- _Task material_:
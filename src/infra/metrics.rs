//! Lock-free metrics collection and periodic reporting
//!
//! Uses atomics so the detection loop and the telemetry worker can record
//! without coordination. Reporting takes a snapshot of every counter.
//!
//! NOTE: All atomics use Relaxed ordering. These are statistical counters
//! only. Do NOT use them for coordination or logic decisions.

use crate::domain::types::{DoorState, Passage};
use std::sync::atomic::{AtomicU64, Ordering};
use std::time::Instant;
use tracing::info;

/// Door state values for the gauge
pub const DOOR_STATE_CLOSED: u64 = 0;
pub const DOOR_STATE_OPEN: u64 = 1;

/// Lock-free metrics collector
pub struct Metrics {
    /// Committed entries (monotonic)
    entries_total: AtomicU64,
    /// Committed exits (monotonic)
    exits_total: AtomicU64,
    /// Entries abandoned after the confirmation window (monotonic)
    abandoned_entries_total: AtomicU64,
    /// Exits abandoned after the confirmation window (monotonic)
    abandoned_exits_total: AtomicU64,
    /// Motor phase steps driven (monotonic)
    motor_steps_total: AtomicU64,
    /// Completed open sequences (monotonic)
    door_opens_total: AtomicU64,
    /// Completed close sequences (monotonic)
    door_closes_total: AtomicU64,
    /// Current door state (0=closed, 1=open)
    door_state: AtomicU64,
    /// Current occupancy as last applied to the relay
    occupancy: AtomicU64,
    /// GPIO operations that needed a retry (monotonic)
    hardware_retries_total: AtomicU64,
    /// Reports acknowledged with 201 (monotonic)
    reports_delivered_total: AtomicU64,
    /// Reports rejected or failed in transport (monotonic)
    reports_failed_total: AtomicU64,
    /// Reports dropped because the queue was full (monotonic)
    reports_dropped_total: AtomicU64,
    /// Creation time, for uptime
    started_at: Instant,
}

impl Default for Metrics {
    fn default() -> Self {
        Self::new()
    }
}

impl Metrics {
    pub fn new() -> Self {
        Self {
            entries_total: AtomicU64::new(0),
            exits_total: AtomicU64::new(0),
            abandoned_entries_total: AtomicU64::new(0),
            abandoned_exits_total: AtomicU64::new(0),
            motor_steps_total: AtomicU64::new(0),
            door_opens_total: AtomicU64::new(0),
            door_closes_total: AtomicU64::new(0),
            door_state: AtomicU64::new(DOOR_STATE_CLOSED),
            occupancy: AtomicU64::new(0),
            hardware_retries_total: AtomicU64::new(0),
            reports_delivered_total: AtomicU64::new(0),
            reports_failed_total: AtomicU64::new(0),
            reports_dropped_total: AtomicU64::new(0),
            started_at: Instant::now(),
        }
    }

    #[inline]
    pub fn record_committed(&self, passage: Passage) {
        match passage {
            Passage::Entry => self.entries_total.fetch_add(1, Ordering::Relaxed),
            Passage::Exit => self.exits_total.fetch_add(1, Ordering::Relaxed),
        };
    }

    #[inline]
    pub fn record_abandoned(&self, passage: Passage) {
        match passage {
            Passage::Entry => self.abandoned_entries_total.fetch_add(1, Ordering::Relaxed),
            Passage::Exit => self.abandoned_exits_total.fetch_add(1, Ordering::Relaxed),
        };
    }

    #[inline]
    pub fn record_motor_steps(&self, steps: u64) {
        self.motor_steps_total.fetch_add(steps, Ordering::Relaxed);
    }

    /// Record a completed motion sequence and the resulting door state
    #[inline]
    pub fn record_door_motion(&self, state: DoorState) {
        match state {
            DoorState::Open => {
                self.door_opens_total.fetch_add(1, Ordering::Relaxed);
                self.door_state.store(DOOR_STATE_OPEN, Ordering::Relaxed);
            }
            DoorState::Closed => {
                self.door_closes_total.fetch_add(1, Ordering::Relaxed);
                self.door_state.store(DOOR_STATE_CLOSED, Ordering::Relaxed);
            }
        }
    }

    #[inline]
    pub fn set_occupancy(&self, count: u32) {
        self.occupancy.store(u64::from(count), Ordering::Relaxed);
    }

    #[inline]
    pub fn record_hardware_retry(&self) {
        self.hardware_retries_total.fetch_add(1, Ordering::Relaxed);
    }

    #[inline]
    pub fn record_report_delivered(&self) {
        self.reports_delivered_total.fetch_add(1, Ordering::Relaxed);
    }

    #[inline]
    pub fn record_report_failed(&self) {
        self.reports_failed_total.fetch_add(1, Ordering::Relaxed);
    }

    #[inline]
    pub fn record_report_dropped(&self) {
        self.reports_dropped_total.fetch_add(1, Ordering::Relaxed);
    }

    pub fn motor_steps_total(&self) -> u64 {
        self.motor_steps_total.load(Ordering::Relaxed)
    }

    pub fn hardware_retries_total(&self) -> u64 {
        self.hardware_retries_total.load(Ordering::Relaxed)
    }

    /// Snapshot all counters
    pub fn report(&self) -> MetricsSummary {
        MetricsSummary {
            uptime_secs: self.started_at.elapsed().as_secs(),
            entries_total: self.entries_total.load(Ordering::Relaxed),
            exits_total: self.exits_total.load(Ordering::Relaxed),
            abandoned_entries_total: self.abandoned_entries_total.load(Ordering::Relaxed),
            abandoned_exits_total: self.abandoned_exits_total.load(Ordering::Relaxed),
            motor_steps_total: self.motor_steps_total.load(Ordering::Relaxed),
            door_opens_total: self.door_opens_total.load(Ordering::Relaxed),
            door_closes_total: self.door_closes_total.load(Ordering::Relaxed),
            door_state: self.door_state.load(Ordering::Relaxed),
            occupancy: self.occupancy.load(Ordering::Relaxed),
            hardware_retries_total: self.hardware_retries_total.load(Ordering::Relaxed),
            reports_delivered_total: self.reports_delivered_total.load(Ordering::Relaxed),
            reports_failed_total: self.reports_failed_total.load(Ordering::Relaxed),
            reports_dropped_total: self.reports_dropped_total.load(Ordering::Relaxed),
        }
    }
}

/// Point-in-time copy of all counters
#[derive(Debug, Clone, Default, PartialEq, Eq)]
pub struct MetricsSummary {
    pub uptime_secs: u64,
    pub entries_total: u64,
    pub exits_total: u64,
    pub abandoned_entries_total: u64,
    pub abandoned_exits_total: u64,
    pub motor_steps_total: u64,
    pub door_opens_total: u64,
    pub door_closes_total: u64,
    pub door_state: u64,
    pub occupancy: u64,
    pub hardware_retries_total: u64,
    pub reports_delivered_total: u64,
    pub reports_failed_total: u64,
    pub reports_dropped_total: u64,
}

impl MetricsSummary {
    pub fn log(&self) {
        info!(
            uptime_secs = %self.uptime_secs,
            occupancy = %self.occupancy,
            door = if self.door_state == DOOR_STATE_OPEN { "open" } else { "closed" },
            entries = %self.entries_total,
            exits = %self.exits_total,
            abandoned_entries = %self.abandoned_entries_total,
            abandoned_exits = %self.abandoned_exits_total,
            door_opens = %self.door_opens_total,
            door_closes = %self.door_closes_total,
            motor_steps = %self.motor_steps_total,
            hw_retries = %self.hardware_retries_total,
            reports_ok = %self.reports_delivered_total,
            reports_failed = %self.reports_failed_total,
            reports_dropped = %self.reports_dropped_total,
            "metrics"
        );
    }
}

---

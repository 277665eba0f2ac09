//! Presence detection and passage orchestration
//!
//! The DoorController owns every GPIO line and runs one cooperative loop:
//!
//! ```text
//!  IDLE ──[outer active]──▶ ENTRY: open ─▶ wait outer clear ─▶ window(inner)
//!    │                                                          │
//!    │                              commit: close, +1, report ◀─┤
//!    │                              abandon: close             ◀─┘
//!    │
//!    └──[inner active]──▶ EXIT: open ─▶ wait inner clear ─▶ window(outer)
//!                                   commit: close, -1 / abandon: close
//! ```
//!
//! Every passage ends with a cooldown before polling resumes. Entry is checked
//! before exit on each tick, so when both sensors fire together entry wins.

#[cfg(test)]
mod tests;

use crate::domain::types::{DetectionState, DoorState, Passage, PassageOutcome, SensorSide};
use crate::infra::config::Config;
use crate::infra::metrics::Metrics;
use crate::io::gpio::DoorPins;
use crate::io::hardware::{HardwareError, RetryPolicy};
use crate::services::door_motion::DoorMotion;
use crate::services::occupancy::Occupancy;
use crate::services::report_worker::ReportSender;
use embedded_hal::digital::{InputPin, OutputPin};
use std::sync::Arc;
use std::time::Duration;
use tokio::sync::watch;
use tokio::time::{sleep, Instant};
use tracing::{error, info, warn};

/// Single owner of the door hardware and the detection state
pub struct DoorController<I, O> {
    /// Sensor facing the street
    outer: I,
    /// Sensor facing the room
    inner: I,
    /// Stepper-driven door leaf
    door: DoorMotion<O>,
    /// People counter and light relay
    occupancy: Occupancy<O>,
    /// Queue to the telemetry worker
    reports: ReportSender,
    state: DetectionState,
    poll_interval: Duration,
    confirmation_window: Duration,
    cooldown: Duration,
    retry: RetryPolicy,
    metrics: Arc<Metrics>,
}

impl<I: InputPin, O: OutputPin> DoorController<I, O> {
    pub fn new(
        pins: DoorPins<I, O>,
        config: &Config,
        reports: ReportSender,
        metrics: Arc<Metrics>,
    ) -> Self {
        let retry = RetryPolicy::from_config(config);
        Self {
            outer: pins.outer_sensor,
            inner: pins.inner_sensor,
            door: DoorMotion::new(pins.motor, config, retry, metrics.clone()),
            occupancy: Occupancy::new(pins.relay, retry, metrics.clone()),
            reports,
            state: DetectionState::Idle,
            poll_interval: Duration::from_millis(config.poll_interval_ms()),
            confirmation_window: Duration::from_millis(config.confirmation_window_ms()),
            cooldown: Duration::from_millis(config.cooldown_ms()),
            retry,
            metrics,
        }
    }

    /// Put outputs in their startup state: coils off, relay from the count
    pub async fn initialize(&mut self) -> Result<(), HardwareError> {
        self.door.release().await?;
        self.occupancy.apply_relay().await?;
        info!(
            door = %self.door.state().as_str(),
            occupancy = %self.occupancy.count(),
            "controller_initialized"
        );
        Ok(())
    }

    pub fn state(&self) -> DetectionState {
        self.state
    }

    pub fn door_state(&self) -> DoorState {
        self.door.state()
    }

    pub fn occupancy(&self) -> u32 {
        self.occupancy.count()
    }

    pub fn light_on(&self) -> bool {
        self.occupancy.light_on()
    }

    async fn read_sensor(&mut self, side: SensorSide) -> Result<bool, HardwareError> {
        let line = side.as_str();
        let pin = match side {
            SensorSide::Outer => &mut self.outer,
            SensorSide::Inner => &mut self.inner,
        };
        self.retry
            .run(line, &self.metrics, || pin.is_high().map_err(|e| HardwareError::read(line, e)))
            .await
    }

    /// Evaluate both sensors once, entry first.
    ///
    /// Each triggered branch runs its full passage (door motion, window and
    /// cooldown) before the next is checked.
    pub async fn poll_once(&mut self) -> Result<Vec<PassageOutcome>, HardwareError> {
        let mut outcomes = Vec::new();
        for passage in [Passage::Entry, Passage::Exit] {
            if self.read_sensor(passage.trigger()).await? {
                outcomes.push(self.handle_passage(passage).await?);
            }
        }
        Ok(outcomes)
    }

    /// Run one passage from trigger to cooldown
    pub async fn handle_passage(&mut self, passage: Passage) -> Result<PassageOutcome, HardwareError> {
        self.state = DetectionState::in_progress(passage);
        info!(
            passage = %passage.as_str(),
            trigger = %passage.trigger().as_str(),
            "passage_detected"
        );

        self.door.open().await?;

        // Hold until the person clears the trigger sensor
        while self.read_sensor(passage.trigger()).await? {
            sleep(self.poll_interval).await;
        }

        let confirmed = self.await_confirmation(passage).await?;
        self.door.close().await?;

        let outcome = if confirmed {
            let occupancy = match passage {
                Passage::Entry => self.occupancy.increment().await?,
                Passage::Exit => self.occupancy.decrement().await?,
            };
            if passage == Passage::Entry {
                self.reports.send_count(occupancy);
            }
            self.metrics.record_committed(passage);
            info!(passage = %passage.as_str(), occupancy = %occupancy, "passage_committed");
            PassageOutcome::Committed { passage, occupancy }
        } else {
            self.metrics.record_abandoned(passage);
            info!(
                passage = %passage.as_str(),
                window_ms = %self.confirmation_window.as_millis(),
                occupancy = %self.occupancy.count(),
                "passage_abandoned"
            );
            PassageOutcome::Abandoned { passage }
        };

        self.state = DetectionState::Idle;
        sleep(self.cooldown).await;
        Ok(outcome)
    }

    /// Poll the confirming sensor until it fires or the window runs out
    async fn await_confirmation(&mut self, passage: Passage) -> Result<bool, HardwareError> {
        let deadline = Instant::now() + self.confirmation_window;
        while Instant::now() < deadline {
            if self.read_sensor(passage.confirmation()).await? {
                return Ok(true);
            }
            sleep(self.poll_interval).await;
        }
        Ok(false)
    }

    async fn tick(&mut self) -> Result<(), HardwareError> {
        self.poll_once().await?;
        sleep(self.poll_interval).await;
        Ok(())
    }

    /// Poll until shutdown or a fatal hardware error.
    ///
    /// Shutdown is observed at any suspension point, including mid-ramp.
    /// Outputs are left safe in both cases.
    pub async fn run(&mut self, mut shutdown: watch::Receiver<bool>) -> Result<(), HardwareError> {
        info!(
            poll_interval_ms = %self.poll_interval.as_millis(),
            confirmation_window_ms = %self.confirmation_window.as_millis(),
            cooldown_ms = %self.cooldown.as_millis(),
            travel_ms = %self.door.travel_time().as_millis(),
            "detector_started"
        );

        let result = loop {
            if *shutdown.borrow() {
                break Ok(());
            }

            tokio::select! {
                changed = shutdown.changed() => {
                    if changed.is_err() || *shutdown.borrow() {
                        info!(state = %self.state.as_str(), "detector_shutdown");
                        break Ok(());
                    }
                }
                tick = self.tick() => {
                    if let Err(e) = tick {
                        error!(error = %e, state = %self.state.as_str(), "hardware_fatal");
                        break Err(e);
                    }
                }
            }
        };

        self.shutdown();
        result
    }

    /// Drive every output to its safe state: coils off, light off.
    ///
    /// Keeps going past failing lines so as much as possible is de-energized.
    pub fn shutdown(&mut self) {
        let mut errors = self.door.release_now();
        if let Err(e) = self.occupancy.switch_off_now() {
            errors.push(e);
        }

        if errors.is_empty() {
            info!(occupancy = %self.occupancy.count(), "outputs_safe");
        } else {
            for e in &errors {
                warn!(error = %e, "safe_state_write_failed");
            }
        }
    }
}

==

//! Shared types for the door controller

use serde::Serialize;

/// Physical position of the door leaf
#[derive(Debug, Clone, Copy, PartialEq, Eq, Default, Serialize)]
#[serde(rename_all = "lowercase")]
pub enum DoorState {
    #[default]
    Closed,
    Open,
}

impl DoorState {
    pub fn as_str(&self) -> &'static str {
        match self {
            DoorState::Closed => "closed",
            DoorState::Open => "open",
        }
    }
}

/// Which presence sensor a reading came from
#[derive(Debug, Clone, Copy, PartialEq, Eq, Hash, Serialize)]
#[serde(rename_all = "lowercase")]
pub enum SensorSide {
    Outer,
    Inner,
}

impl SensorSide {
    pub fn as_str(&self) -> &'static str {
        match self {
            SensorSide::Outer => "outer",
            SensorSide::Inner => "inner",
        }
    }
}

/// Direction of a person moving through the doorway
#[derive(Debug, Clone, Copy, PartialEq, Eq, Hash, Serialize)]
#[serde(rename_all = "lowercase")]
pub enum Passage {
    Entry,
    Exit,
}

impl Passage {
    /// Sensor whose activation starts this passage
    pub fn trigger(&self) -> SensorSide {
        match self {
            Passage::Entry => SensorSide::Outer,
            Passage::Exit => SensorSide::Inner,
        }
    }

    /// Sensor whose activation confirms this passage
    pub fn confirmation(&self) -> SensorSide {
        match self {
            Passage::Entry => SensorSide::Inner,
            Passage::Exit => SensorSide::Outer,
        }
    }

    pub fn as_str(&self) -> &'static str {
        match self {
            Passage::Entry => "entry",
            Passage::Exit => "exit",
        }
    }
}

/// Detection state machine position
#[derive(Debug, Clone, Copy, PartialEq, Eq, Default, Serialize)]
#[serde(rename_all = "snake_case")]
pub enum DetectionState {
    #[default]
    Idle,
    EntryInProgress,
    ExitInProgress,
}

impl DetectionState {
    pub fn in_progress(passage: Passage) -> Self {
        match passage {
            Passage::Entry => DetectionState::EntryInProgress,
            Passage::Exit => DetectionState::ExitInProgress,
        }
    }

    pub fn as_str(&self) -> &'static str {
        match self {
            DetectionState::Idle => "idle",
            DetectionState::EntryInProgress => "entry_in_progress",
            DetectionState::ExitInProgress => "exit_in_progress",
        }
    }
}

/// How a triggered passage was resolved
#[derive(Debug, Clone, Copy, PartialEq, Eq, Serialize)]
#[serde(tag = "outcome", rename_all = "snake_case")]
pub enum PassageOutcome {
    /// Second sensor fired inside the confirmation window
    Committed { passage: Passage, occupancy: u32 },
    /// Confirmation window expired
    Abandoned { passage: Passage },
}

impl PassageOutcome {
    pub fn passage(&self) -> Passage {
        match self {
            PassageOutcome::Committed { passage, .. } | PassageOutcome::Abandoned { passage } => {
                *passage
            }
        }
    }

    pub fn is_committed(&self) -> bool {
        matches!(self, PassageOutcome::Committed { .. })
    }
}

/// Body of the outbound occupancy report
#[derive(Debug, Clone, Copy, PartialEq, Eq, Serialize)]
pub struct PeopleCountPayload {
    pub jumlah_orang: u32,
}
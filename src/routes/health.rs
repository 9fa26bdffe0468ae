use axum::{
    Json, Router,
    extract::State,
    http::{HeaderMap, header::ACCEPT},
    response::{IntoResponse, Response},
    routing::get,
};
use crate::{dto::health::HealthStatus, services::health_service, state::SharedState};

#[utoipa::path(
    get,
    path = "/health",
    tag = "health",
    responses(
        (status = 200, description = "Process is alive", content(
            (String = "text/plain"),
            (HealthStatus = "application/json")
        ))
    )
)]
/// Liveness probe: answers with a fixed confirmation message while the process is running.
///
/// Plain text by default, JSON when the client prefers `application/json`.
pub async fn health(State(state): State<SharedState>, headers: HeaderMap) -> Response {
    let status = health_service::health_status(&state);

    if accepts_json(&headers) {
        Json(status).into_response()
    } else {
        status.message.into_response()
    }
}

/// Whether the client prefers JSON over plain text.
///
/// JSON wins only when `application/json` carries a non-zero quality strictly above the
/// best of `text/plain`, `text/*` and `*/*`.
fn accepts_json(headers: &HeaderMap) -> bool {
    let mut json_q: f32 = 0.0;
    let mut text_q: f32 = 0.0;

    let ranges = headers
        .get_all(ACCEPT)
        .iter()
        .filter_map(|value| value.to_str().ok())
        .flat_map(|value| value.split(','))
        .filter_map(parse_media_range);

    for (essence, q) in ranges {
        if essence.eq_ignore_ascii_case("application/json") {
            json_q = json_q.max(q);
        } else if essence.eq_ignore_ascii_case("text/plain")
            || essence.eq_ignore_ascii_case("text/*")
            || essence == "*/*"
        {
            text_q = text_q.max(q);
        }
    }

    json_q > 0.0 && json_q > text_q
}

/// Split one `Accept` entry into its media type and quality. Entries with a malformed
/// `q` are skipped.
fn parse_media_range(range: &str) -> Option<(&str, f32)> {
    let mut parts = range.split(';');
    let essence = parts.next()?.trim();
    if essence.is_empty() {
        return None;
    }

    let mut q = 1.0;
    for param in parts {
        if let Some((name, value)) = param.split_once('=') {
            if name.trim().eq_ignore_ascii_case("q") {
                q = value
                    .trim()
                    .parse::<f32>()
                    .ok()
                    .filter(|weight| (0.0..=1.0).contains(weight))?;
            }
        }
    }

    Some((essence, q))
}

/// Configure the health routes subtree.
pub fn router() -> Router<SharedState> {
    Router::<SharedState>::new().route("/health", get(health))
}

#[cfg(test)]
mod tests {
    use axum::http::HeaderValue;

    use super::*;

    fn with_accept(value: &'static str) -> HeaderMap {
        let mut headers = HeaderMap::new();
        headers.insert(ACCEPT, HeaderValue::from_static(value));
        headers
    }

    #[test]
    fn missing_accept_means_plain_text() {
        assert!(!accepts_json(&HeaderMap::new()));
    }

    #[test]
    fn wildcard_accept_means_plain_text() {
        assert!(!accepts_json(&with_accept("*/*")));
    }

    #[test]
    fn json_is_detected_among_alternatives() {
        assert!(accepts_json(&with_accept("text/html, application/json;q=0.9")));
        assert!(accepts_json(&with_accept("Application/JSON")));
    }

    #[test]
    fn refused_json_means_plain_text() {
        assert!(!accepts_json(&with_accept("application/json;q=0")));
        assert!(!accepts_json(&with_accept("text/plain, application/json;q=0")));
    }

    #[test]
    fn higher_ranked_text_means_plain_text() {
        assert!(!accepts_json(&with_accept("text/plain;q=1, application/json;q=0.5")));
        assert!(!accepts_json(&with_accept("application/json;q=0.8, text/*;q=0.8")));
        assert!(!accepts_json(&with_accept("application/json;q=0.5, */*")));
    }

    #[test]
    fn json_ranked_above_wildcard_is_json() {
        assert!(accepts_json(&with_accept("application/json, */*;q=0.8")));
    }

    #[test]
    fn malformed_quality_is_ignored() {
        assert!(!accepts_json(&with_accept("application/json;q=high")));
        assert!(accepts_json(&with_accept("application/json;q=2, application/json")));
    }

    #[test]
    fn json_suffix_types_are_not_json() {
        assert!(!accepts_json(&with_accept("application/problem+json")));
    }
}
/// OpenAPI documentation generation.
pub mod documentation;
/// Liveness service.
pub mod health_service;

- _Task goal_: Extract each line from the listing that holds the word "services".

- _Problem solution_:
use crate::services::door_motion::DoorMotion;
use crate::services::occupancy::Occupancy;
use crate::services::report_worker::ReportSender;
use crate::{dto::health::HealthStatus, services::health_service, state::SharedState};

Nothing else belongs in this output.